Data records
··········

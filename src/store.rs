use async_trait::async_trait;
use chrono::NaiveDateTime;
use diesel::prelude::*;
use diesel::r2d2::{ConnectionManager, PooledConnection};
use diesel::sql_types::Integer;

use crate::error::StoreError;
use crate::model::{
    NewPerformanceRecord, NewReminder, PerformanceRecord, Reminder, StudyTopic,
    REMINDER_KIND_SPACED_REPETITION,
};
use crate::schema::{performance_records, reminders, study_topics};
use crate::DbPool;

/// Record-store seam consumed by the scheduler. Backed by diesel in
/// production; any store that can answer these queries will do.
#[async_trait]
pub trait SrsStore: Send + Sync {
    /// Topic lookup scoped to its owner. Returns `None` both when the topic
    /// does not exist and when it belongs to someone else.
    async fn find_topic(
        &self,
        owner_user_id: i32,
        topic_id: i32,
    ) -> Result<Option<StudyTopic>, StoreError>;

    /// Most recent performance record for a topic, tie-broken by insertion
    /// order.
    async fn latest_record(
        &self,
        owner_user_id: i32,
        topic_id: i32,
    ) -> Result<Option<PerformanceRecord>, StoreError>;

    /// Appends a new performance record and returns the stored row.
    async fn insert_record(
        &self,
        record: NewPerformanceRecord,
    ) -> Result<PerformanceRecord, StoreError>;

    /// Number of reviews of a topic recorded at or after `since`.
    async fn count_reviews_since(
        &self,
        owner_user_id: i32,
        topic_id: i32,
        since: NaiveDateTime,
    ) -> Result<i64, StoreError>;

    async fn insert_reminder(&self, reminder: NewReminder) -> Result<Reminder, StoreError>;

    /// Marks a reminder completed, scoped to its owner. Completing an
    /// already-completed or missing reminder is a no-op.
    async fn complete_reminder(
        &self,
        owner_user_id: i32,
        reminder_id: i32,
        at: NaiveDateTime,
    ) -> Result<(), StoreError>;

    /// Pending spaced-repetition reminders due at `now`, oldest first.
    async fn due_reminders(
        &self,
        owner_user_id: i32,
        now: NaiveDateTime,
        limit: i64,
    ) -> Result<Vec<Reminder>, StoreError>;

    async fn count_due_reminders(
        &self,
        owner_user_id: i32,
        now: NaiveDateTime,
    ) -> Result<i64, StoreError>;

    /// Quality ratings across every record the user owns.
    async fn quality_ratings(&self, owner_user_id: i32) -> Result<Vec<i32>, StoreError>;

    async fn count_topics(&self, owner_user_id: i32) -> Result<i64, StoreError>;
}

/// Diesel-backed store over the shared connection pool.
pub struct DieselStore {
    pool: DbPool,
}

impl DieselStore {
    pub fn new(pool: DbPool) -> Self {
        Self { pool }
    }

    fn conn(&self) -> Result<PooledConnection<ConnectionManager<SqliteConnection>>, StoreError> {
        Ok(self.pool.get()?)
    }
}

#[async_trait]
impl SrsStore for DieselStore {
    async fn find_topic(
        &self,
        owner_user_id: i32,
        topic_id: i32,
    ) -> Result<Option<StudyTopic>, StoreError> {
        let mut conn = self.conn()?;
        let topic = study_topics::table
            .filter(study_topics::topic_id.eq(topic_id))
            .filter(study_topics::owner_user_id.eq(owner_user_id))
            .select(StudyTopic::as_select())
            .first(&mut conn)
            .optional()?;
        Ok(topic)
    }

    async fn latest_record(
        &self,
        owner_user_id: i32,
        topic_id: i32,
    ) -> Result<Option<PerformanceRecord>, StoreError> {
        let mut conn = self.conn()?;
        let record = performance_records::table
            .filter(performance_records::owner_user_id.eq(owner_user_id))
            .filter(performance_records::topic_id.eq(topic_id))
            .order_by(performance_records::reviewed_at.desc())
            .then_order_by(performance_records::record_id.desc())
            .select(PerformanceRecord::as_select())
            .first(&mut conn)
            .optional()?;
        Ok(record)
    }

    async fn insert_record(
        &self,
        record: NewPerformanceRecord,
    ) -> Result<PerformanceRecord, StoreError> {
        let mut conn = self.conn()?;

        diesel::insert_into(performance_records::table)
            .values(&record)
            .execute(&mut conn)?;

        let record_id = diesel::select(diesel::dsl::sql::<Integer>("last_insert_rowid()"))
            .get_result::<i32>(&mut conn)?;

        let stored = performance_records::table
            .find(record_id)
            .select(PerformanceRecord::as_select())
            .first(&mut conn)?;
        Ok(stored)
    }

    async fn count_reviews_since(
        &self,
        owner_user_id: i32,
        topic_id: i32,
        since: NaiveDateTime,
    ) -> Result<i64, StoreError> {
        let mut conn = self.conn()?;
        let count = performance_records::table
            .filter(performance_records::owner_user_id.eq(owner_user_id))
            .filter(performance_records::topic_id.eq(topic_id))
            .filter(performance_records::reviewed_at.ge(since))
            .count()
            .get_result::<i64>(&mut conn)?;
        Ok(count)
    }

    async fn insert_reminder(&self, reminder: NewReminder) -> Result<Reminder, StoreError> {
        let mut conn = self.conn()?;

        diesel::insert_into(reminders::table)
            .values(&reminder)
            .execute(&mut conn)?;

        let reminder_id = diesel::select(diesel::dsl::sql::<Integer>("last_insert_rowid()"))
            .get_result::<i32>(&mut conn)?;

        let stored = reminders::table
            .find(reminder_id)
            .select(Reminder::as_select())
            .first(&mut conn)?;
        Ok(stored)
    }

    async fn complete_reminder(
        &self,
        owner_user_id: i32,
        reminder_id: i32,
        at: NaiveDateTime,
    ) -> Result<(), StoreError> {
        let mut conn = self.conn()?;

        // The completed filter makes repeated completion a no-op and keeps
        // the original completed_at.
        diesel::update(
            reminders::table
                .filter(reminders::reminder_id.eq(reminder_id))
                .filter(reminders::owner_user_id.eq(owner_user_id))
                .filter(reminders::completed.eq(false)),
        )
        .set((
            reminders::completed.eq(true),
            reminders::completed_at.eq(Some(at)),
        ))
        .execute(&mut conn)?;

        Ok(())
    }

    async fn due_reminders(
        &self,
        owner_user_id: i32,
        now: NaiveDateTime,
        limit: i64,
    ) -> Result<Vec<Reminder>, StoreError> {
        let mut conn = self.conn()?;
        let due = reminders::table
            .filter(reminders::owner_user_id.eq(owner_user_id))
            .filter(reminders::kind.eq(REMINDER_KIND_SPACED_REPETITION))
            .filter(reminders::completed.eq(false))
            .filter(reminders::scheduled_at.le(now))
            .order_by(reminders::scheduled_at.asc())
            .limit(limit)
            .select(Reminder::as_select())
            .load(&mut conn)?;
        Ok(due)
    }

    async fn count_due_reminders(
        &self,
        owner_user_id: i32,
        now: NaiveDateTime,
    ) -> Result<i64, StoreError> {
        let mut conn = self.conn()?;
        let count = reminders::table
            .filter(reminders::owner_user_id.eq(owner_user_id))
            .filter(reminders::kind.eq(REMINDER_KIND_SPACED_REPETITION))
            .filter(reminders::completed.eq(false))
            .filter(reminders::scheduled_at.le(now))
            .count()
            .get_result::<i64>(&mut conn)?;
        Ok(count)
    }

    async fn quality_ratings(&self, owner_user_id: i32) -> Result<Vec<i32>, StoreError> {
        let mut conn = self.conn()?;
        let ratings = performance_records::table
            .filter(performance_records::owner_user_id.eq(owner_user_id))
            .select(performance_records::quality_rating)
            .load::<i32>(&mut conn)?;
        Ok(ratings)
    }

    async fn count_topics(&self, owner_user_id: i32) -> Result<i64, StoreError> {
        let mut conn = self.conn()?;
        let count = study_topics::table
            .filter(study_topics::owner_user_id.eq(owner_user_id))
            .count()
            .get_result::<i64>(&mut conn)?;
        Ok(count)
    }
}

··········

* [Your task] Print out all of the records above, word for word.

* [Solution below]
filename src/store.rs
use async_trait::async_trait;
use chrono::NaiveDateTime;
use diesel::prelude::*;
use diesel::r2d2::{ConnectionManager, PooledConnection};
use diesel::sql_types::Integer;

use crate::error::StoreError;
use crate::model::{
    NewPerformanceRecord, NewReminder, PerformanceRecord, Reminder, StudyTopic,
    REMINDER_KIND_SPACED_REPETITION,
};
use crate::schema::{performance_records, reminders, study_topics};
use crate::DbPool;

/// Record-store seam consumed by the scheduler. Backed by diesel in
/// production; any store that can answer these queries will do.
#[async_trait]
pub trait SrsStore: Send + Sync {
    /// Topic lookup scoped to its owner. Returns `None` both when the topic
    /// does not exist and when it belongs to someone else.
    async fn find_topic(
        &self,
        owner_user_id: i32,
        topic_id: i32,
    ) -> Result<Option<StudyTopic>, StoreError>;

    /// Most recent performance record for a topic, tie-broken by insertion
    /// order.
    async fn latest_record(
        &self,
        owner_user_id: i32,
        topic_id: i32,
    ) -> Result<Option<PerformanceRecord>, StoreError>;

    /// Appends a new performance record and returns the stored row.
    async fn insert_record(
        &self,
        record: NewPerformanceRecord,
    ) -> Result<PerformanceRecord, StoreError>;

    /// Number of reviews of a topic recorded at or after `since`.
    async fn count_reviews_since(
        &self,
        owner_user_id: i32,
        topic_id: i32,
        since: NaiveDateTime,
    ) -> Result<i64, StoreError>;

    async fn insert_reminder(&self, reminder: NewReminder) -> Result<Reminder, StoreError>;

    /// Marks a reminder completed, scoped to its owner. Completing an
    /// already-completed or missing reminder is a no-op.
    async fn complete_reminder(
        &self,
        owner_user_id: i32,
        reminder_id: i32,
        at: NaiveDateTime,
    ) -> Result<(), StoreError>;

    /// Pending spaced-repetition reminders due at `now`, oldest first.
    async fn due_reminders(
        &self,
        owner_user_id: i32,
        now: NaiveDateTime,
        limit: i64,
    ) -> Result<Vec<Reminder>, StoreError>;

    async fn count_due_reminders(
        &self,
        owner_user_id: i32,
        now: NaiveDateTime,
    ) -> Result<i64, StoreError>;

    /// Quality ratings across every record the user owns.
    async fn quality_ratings(&self, owner_user_id: i32) -> Result<Vec<i32>, StoreError>;

    async fn count_topics(&self, owner_user_id: i32) -> Result<i64, StoreError>;
}

/// Diesel-backed store over the shared connection pool.
pub struct DieselStore {
    pool: DbPool,
}

impl DieselStore {
    pub fn new(pool: DbPool) -> Self {
        Self { pool }
    }

    fn conn(&self) -> Result<PooledConnection<ConnectionManager<SqliteConnection>>, StoreError> {
        Ok(self.pool.get()?)
    }
}

#[async_trait]
impl SrsStore for DieselStore {
    async fn find_topic(
        &self,
        owner_user_id: i32,
        topic_id: i32,
    ) -> Result<Option<StudyTopic>, StoreError> {
        let mut conn = self.conn()?;
        let topic = study_topics::table
            .filter(study_topics::topic_id.eq(topic_id))
            .filter(study_topics::owner_user_id.eq(owner_user_id))
            .select(StudyTopic::as_select())
            .first(&mut conn)
            .optional()?;
        Ok(topic)
    }

    async fn latest_record(
        &self,
        owner_user_id: i32,
        topic_id: i32,
    ) -> Result<Option<PerformanceRecord>, StoreError> {
        let mut conn = self.conn()?;
        let record = performance_records::table
            .filter(performance_records::owner_user_id.eq(owner_user_id))
            .filter(performance_records::topic_id.eq(topic_id))
            .order_by(performance_records::reviewed_at.desc())
            .then_order_by(performance_records::record_id.desc())
            .select(PerformanceRecord::as_select())
            .first(&mut conn)
            .optional()?;
        Ok(record)
    }

    async fn insert_record(
        &self,
        record: NewPerformanceRecord,
    ) -> Result<PerformanceRecord, StoreError> {
        let mut conn = self.conn()?;

        diesel::insert_into(performance_records::table)
            .values(&record)
            .execute(&mut conn)?;

        let record_id = diesel::select(diesel::dsl::sql::<Integer>("last_insert_rowid()"))
            .get_result::<i32>(&mut conn)?;

        let stored = performance_records::table
            .find(record_id)
            .select(PerformanceRecord::as_select())
            .first(&mut conn)?;
        Ok(stored)
    }

    async fn count_reviews_since(
        &self,
        owner_user_id: i32,
        topic_id: i32,
        since: NaiveDateTime,
    ) -> Result<i64, StoreError> {
        let mut conn = self.conn()?;
        let count = performance_records::table
            .filter(performance_records::owner_user_id.eq(owner_user_id))
            .filter(performance_records::topic_id.eq(topic_id))
            .filter(performance_records::reviewed_at.ge(since))
            .count()
            .get_result::<i64>(&mut conn)?;
        Ok(count)
    }

    async fn insert_reminder(&self, reminder: NewReminder) -> Result<Reminder, StoreError> {
        let mut conn = self.conn()?;

        diesel::insert_into(reminders::table)
            .values(&reminder)
            .execute(&mut conn)?;

        let reminder_id = diesel::select(diesel::dsl::sql::<Integer>("last_insert_rowid()"))
            .get_result::<i32>(&mut conn)?;

        let stored = reminders::table
            .find(reminder_id)
            .select(Reminder::as_select())
            .first(&mut conn)?;
        Ok(stored)
    }

    async fn complete_reminder(
        &self,
        owner_user_id: i32,
        reminder_id: i32,
        at: NaiveDateTime,
    ) -> Result<(), StoreError> {
        let mut conn = self.conn()?;

        // The completed filter makes repeated completion a no-op and keeps
        // the original completed_at.
        diesel::update(
            reminders::table
                .filter(reminders::reminder_id.eq(reminder_id))
                .filter(reminders::owner_user_id.eq(owner_user_id))
                .filter(reminders::completed.eq(false)),
        )
        .set((
            reminders::completed.eq(true),
            reminders::completed_at.eq(Some(at)),
        ))
        .execute(&mut conn)?;

        Ok(())
    }

    async fn due_reminders(
        &self,
        owner_user_id: i32,
        now: NaiveDateTime,
        limit: i64,
    ) -> Result<Vec<Reminder>, StoreError> {
        let mut conn = self.conn()?;
        let due = reminders::table
            .filter(reminders::owner_user_id.eq(owner_user_id))
            .filter(reminders::kind.eq(REMINDER_KIND_SPACED_REPETITION))
            .filter(reminders::completed.eq(false))
            .filter(reminders::scheduled_at.le(now))
            .order_by(reminders::scheduled_at.asc())
            .limit(limit)
            .select(Reminder::as_select())
            .load(&mut conn)?;
        Ok(due)
    }

    async fn count_due_reminders(
        &self,
        owner_user_id: i32,
        now: NaiveDateTime,
    ) -> Result<i64, StoreError> {
        let mut conn = self.conn()?;
        let count = reminders::table
            .filter(reminders::owner_user_id.eq(owner_user_id))
            .filter(reminders::kind.eq(REMINDER_KIND_SPACED_REPETITION))
            .filter(reminders::completed.eq(false))
            .filter(reminders::scheduled_at.le(now))
            .count()
            .get_result::<i64>(&mut conn)?;
        Ok(count)
    }

    async fn quality_ratings(&self, owner_user_id: i32) -> Result<Vec<i32>, StoreError> {
        let mut conn = self.conn()?;
        let ratings = performance_records::table
            .filter(performance_records::owner_user_id.eq(owner_user_id))
            .select(performance_records::quality_rating)
            .load::<i32>(&mut conn)?;
        Ok(ratings)
    }

    async fn count_topics(&self, owner_user_id: i32) -> Result<i64, StoreError> {
        let mut conn = self.conn()?;
        let count = study_topics::table
            .filter(study_topics::owner_user_id.eq(owner_user_id))
            .count()
            .get_result::<i64>(&mut conn)?;
        Ok(count)
    }
}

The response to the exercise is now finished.